Here are some great examples of AI put in action in the marketing industry.
- Data analysis
Collecting great data is key to driving improvements in the customer experience and personalisation, however, consolidating these large amounts of data once it has been collected, and analysing it to determine patterns, is can be difficult. One of the great strengths of AI in the workplace is its ability to take on complex analysis tasks that would be difficult for humans to carry out – thus freeing up time for marketers to do more intuitive, creative work.
The extent to which marketers can segment their consumers comes down to the data that they have – segments can be as simple as gender and age, or as complex as past behaviours and buying personas. AI-based Dynamic segmentation takes into account the fact that customers’ behaviours are rarely fixed and that people can take on different personas at different times for different reasons.
- Product recommendations
The most successful giants in digital – Amazon, Netflix and Sky – have already built their product offerings around the ability to provide highly relevant and personalised product or content recommendations. This is done through AI-powered recommendations – collating and interpreting consumer data paired with profile information and demographics. The AI-based systems continually adapt to your likes and dislikes and react with new recommendations.
As we become used to the level of personalised recommendations provided by these services, we then expect other brands to follow suit.
- Social listening
For marketers wanting to analyse their brand presence and conversations around their brand on social media AI is a great tool. It allows brands to perform sentiment analysis on social conversations and understand the prevailing attitude towards their brand and products. This can allow them to spot potential issues and counteract them before they become too widespread. It can also be used to spot purchase intent by analysing the ways that consumers are talking about a product – for instance, “Shall I upgrade my iphone?” which can enable marketers to target them with advertising or a strategically-placed discount. Remember to be careful with the targeting, too much and you can risk appearing to stalk a consumer.
- Product pricing
The travel industry has long use the demand-based price model – think hotel room rates and flight prices changing with availability and seasons – but by using AI prices can be optimised using a wide variety of data into account. Dynamic pricing analyses a customer’s data patterns and predicts what they are likely to be willing to pay, and also their receptiveness to special offers. It can also be used to compare your product pricing with that of your competitors, to determine if their pricing is too high, about the same, or too low.
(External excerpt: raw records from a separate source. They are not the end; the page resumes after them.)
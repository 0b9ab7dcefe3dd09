//! Shared value types and the error taxonomy.

/// Canvas, audio track and time formatting.
pub mod core;
/// `StoryreelError` and `StoryreelResult`.
pub mod error;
AirBnB is a classic example of a brand that uses an extremely sophisticated dynamic pricing system. This helps property owners determine the price that they should list their property taking into account factors including geographic location, listing features, photographs and reviews, as well as market demand and time to booking date.
- Speech recognition
Speech recognition technology and natural language processing has advanced massively in recent years – in 2017 Google’s level of speech recognition accuracy reaching the 95% threshold. This has meant the use of voice-activated devices has grown in the marketing industry. Speech recognition plays an important role in making sure that voice interactions function smoothly, and that a users requests, be in on a phone or via a laptop, are interpreted correctly.
Here we have looked a few ways that AI can be used in marketing to change the way that we work, shop, and sell, However, it is is by no means all-powerful – remember that AI and machine learning still need people.
Brian Bergstein, writing for the MIT Technology Review summed it up perfectly:
“AI might eventually transform the economy—by making new products and new business models possible, by predicting things humans couldn’t have foreseen, and by relieving employees of drudgery. But that could take longer than hoped or feared, depending on where you sit”.